-- Working data follows --

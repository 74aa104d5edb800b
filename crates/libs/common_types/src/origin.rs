use serde::{Deserialize, Serialize};

/// Where the current image came from. Decides which endpoint analyzes it.
#[derive(Debug, Deserialize, Serialize, Clone, Copy, PartialEq, Eq)]
#[serde(rename_all = "lowercase")]
pub enum ImageOrigin {
    Upload,
    Camera,
}
use crate::wire::parse_response;
use crate::{InferenceError, InferenceResult};
use app_state::InferenceSettings;
use bon::bon;
use bytes::Bytes;
use common_types::{AnalysisResult, ImageOrigin};
use reqwest::multipart::{Form, Part};
use tracing::debug;
use url::Url;

const DEFAULT_UPLOAD_ENDPOINT: &str = "predict/";
const DEFAULT_FRAME_ENDPOINT: &str = "analyze-frame";
const DEFAULT_FORM_FIELD: &str = "file";

/// Image bytes ready to be posted to the detector.
#[derive(Debug, Clone)]
pub struct ImageUpload {
    pub bytes: Bytes,
    pub mime_type: String,
    pub file_name: String,
}

/// Client for the remote fault detector.
///
/// There is no retry and no timeout of its own: a failed submission surfaces
/// immediately and the transport's limits apply.
#[derive(Clone)]
pub struct InferenceClient {
    http: reqwest::Client,
    settings: InferenceSettings,
}

#[bon]
impl InferenceClient {
    #[builder(start_fn = with_base_url)]
    #[must_use]
    pub fn new(
        #[builder(start_fn)] base_url: Url,
        upload_endpoint: Option<String>,
        frame_endpoint: Option<String>,
        form_field: Option<String>,
        http: Option<reqwest::Client>,
    ) -> Self {
        Self {
            http: http.unwrap_or_default(),
            settings: InferenceSettings {
                base_url,
                upload_endpoint: upload_endpoint
                    .unwrap_or_else(|| DEFAULT_UPLOAD_ENDPOINT.to_string()),
                frame_endpoint: frame_endpoint.unwrap_or_else(|| DEFAULT_FRAME_ENDPOINT.to_string()),
                form_field: form_field.unwrap_or_else(|| DEFAULT_FORM_FIELD.to_string()),
            },
        }
    }

    #[must_use]
    pub fn from_settings(settings: &InferenceSettings) -> Self {
        Self {
            http: reqwest::Client::new(),
            settings: settings.clone(),
        }
    }

    /// Url an image of the given origin is posted to.
    pub fn endpoint_for(&self, origin: ImageOrigin) -> InferenceResult<Url> {
        let endpoint = match origin {
            ImageOrigin::Upload => &self.settings.upload_endpoint,
            ImageOrigin::Camera => &self.settings.frame_endpoint,
        };
        Ok(self.settings.endpoint_url(endpoint)?)
    }

    /// Post one image as multipart form data and parse the detections.
    pub async fn submit(
        &self,
        origin: ImageOrigin,
        image: ImageUpload,
    ) -> InferenceResult<AnalysisResult> {
        let url = self.endpoint_for(origin)?;
        let size = image.bytes.len();
        let part = Part::stream_with_length(reqwest::Body::from(image.bytes), size as u64)
            .file_name(image.file_name)
            .mime_str(&image.mime_type)?;
        let form = Form::new().part(self.settings.form_field.clone(), part);

        debug!(%url, size, "Submitting image for analysis");
        let response = self.http.post(url).multipart(form).send().await?;

        let status = response.status();
        if !status.is_success() {
            return Err(InferenceError::Status {
                status,
                body: response.text().await.unwrap_or_default(),
            });
        }

        let body = response.bytes().await?;
        let result = parse_response(&body)?;
        debug!(
            detections = result.detections.len(),
            width = result.original_width,
            height = result.original_height,
            "Analysis response parsed"
        );
        Ok(result)
    }
}

#[cfg(test)]
mod tests {
    use super::*;
    use crate::FailureKind;
    use axum::Json;
    use axum::Router;
    use axum::extract::Multipart;
    use axum::http::{HeaderMap, StatusCode, header};
    use axum::routing::post;
    use color_eyre::Result;
    use serde_json::{Value, json};

    async fn spawn_server(router: Router) -> Result<Url> {
        let listener = tokio::net::TcpListener::bind("127.0.0.1:0").await?;
        let addr = listener.local_addr()?;
        tokio::spawn(async move { axum::serve(listener, router).await });
        Ok(format!("http://{addr}").parse()?)
    }

    /// Echoes back what it received in the multipart body.
    async fn echo_predict(mut multipart: Multipart) -> Json<Value> {
        let mut fields = vec![];
        while let Ok(Some(field)) = multipart.next_field().await {
            let name = field.name().unwrap_or_default().to_string();
            let file_name = field.file_name().unwrap_or_default().to_string();
            let content_type = field.content_type().unwrap_or_default().to_string();
            let size = field.bytes().await.map(|b| b.len()).unwrap_or_default();
            fields.push(json!([name, file_name, content_type, size]));
        }
        Json(json!({
            "results": [{"label": "missing-resistor", "confidence": 0.82, "bbox": [100, 50, 40, 40]}],
            "original_width": 800,
            "original_height": 600,
            "missing_components": fields.iter().map(ToString::to_string).collect::<Vec<_>>(),
        }))
    }

    fn jpeg_upload() -> ImageUpload {
        ImageUpload {
            bytes: Bytes::from_static(&[0xFF, 0xD8, 0xFF, 0xE0, 1, 2, 3]),
            mime_type: "image/jpeg".to_string(),
            file_name: "board.jpg".to_string(),
        }
    }

    #[tokio::test]
    async fn test_submit_sends_multipart_field() -> Result<()> {
        let base = spawn_server(Router::new().route("/predict/", post(echo_predict))).await?;
        let client = InferenceClient::with_base_url(base).build();

        let result = client.submit(ImageOrigin::Upload, jpeg_upload()).await?;

        assert_eq!(result.detections.len(), 1);
        assert_eq!(result.original_width, 800);
        assert_eq!(
            result.missing_components,
            vec![r#"["file","board.jpg","image/jpeg",7]"#]
        );
        Ok(())
    }

    #[tokio::test]
    async fn test_camera_frames_use_frame_endpoint() -> Result<()> {
        let router = Router::new()
            .route("/predict/", post(|| async { StatusCode::IM_A_TEAPOT }))
            .route("/analyze-frame", post(echo_predict));
        let base = spawn_server(router).await?;
        let client = InferenceClient::with_base_url(base)
            .form_field("frame".to_string())
            .build();

        let result = client.submit(ImageOrigin::Camera, jpeg_upload()).await?;

        assert!(result.missing_components[0].starts_with(r#"["frame""#));
        Ok(())
    }

    #[tokio::test]
    async fn test_upload_has_content_length() -> Result<()> {
        let router = Router::new().route(
            "/predict/",
            post(|headers: HeaderMap| async move {
                let sized = headers.contains_key(header::CONTENT_LENGTH)
                    && !headers.contains_key(header::TRANSFER_ENCODING);
                if !sized {
                    return Err(StatusCode::LENGTH_REQUIRED);
                }
                Ok(Json(json!({"results": [], "original_width": 10, "original_height": 10})))
            }),
        );
        let base = spawn_server(router).await?;
        let client = InferenceClient::with_base_url(base).build();

        let result = client.submit(ImageOrigin::Upload, jpeg_upload()).await?;

        assert!(result.detections.is_empty());
        Ok(())
    }

    #[tokio::test]
    async fn test_error_status_is_network_failure() -> Result<()> {
        let router = Router::new().route(
            "/predict/",
            post(|| async {
                (
                    StatusCode::BAD_REQUEST,
                    Json(json!({"error": "File must be an image."})),
                )
            }),
        );
        let base = spawn_server(router).await?;
        let client = InferenceClient::with_base_url(base).build();

        let err = client
            .submit(ImageOrigin::Upload, jpeg_upload())
            .await
            .expect_err("400 should fail");

        assert_eq!(err.kind(), FailureKind::Network);
        assert!(matches!(err, InferenceError::Status { status, .. } if status == reqwest::StatusCode::BAD_REQUEST));
        Ok(())
    }

    #[tokio::test]
    async fn test_unexpected_shape_is_protocol_failure() -> Result<()> {
        let router = Router::new().route(
            "/predict/",
            post(|| async { Json(json!({"results": [{"label": "Cap1", "confidence": 0.9}]})) }),
        );
        let base = spawn_server(router).await?;
        let client = InferenceClient::with_base_url(base).build();

        let err = client
            .submit(ImageOrigin::Upload, jpeg_upload())
            .await
            .expect_err("missing dimensions should fail");

        assert_eq!(err.kind(), FailureKind::Protocol);
        Ok(())
    }

    #[tokio::test]
    async fn test_unreachable_server_is_network_failure() -> Result<()> {
        let listener = tokio::net::TcpListener::bind("127.0.0.1:0").await?;
        let addr = listener.local_addr()?;
        drop(listener);
        let client = InferenceClient::with_base_url(format!("http://{addr}").parse()?).build();

        let err = client
            .submit(ImageOrigin::Upload, jpeg_upload())
            .await
            .expect_err("nothing is listening");

        assert_eq!(err.kind(), FailureKind::Network);
        Ok(())
    }
}
//! Turning a resolved analysis into something to look at.
//!
//! [`build_overlay`] produces the view model: boxes positioned in fractions of
//! the image, one confidence bar per detection, and the verdict. The `html`
//! module renders it with percentage offsets so it survives any display size;
//! `annotate` burns the same boxes into a copy of the image.

mod annotate;
mod error;
mod html;
mod mapper;

pub use annotate::*;
pub use error::*;
pub use html::*;
pub use mapper::*;

use crate::session::AnalysisFailure;
use common_types::{AnalysisResult, ConfidenceGrade, MappedBox};
use serde::Serialize;

#[derive(Debug, Clone, PartialEq, Eq, Serialize)]
#[serde(tag = "kind", rename_all = "snake_case")]
pub enum Verdict {
    AllClear,
    FaultsPresent { count: usize },
    /// No detections, but the server still reports the board as faulty,
    /// usually because components are missing.
    Flagged,
}

/// One positioned annotation on top of the image.
#[derive(Debug, Clone, PartialEq, Serialize)]
pub struct OverlayBox {
    pub label: String,
    pub confidence: f64,
    pub grade: ConfidenceGrade,
    /// `0..=100`
    pub percent: f64,
    pub region: MappedBox,
}

impl OverlayBox {
    /// Hover text.
    #[must_use]
    pub fn title(&self) -> String {
        format!("{} ({:.1}%)", self.label, self.percent)
    }
}

#[derive(Debug, Clone, PartialEq, Serialize)]
pub struct ConfidenceBar {
    pub label: String,
    /// `0..=100`
    pub percent: f64,
    pub grade: ConfidenceGrade,
}

#[derive(Debug, Clone, PartialEq, Serialize)]
pub struct Overlay {
    pub image_src: String,
    pub verdict: Verdict,
    /// The server's own verdict, which also accounts for missing components.
    pub is_faulty: bool,
    pub boxes: Vec<OverlayBox>,
    pub bars: Vec<ConfidenceBar>,
    pub missing_components: Vec<String>,
    /// Boxes exist but the reported image size made them unmappable.
    pub mapping_degraded: bool,
}

/// What the report shows for each session state.
#[derive(Debug, Clone, PartialEq, Serialize)]
#[serde(tag = "state", rename_all = "lowercase")]
pub enum ReportView {
    Idle,
    Loaded {
        image_src: String,
    },
    Analyzing {
        image_src: String,
    },
    Resolved(Overlay),
    Failed {
        image_src: String,
        failure: AnalysisFailure,
    },
}

#[must_use]
pub fn build_overlay(image_src: &str, result: &AnalysisResult) -> Overlay {
    let boxes: Vec<OverlayBox> =
        map_detections(&result.detections, result.original_width, result.original_height)
            .into_iter()
            .map(|(d, region)| OverlayBox {
                label: d.label.clone(),
                confidence: d.confidence,
                grade: d.grade(),
                percent: d.confidence_percent(),
                region,
            })
            .collect();

    let bars = result
        .detections
        .iter()
        .map(|d| ConfidenceBar {
            label: d.label.clone(),
            percent: d.confidence_percent(),
            grade: d.grade(),
        })
        .collect();

    let verdict = match result.fault_count() {
        0 if result.is_faulty => Verdict::Flagged,
        0 => Verdict::AllClear,
        count => Verdict::FaultsPresent { count },
    };

    Overlay {
        image_src: image_src.to_string(),
        verdict,
        is_faulty: result.is_faulty,
        mapping_degraded: boxes.is_empty() && result.localized().next().is_some(),
        boxes,
        bars,
        missing_components: result.missing_components.clone(),
    }
}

-- Working data concluded --

→ **Your goal**:
Start at the first line of the data above. Stop after the line containing "use bytes::Bytes;", reproducing each line exactly and adding nothing.

→ **Answer for the task**:
repository 74aa104d5edb800b
filename crates/libs/common_types/src/origin.rs
use serde::{Deserialize, Serialize};

/// Where the current image came from. Decides which endpoint analyzes it.
#[derive(Debug, Deserialize, Serialize, Clone, Copy, PartialEq, Eq)]
#[serde(rename_all = "lowercase")]
pub enum ImageOrigin {
    Upload,
    Camera,
}
use crate::wire::parse_response;
use crate::{InferenceError, InferenceResult};
use app_state::InferenceSettings;
use bon::bon;
use bytes::Bytes;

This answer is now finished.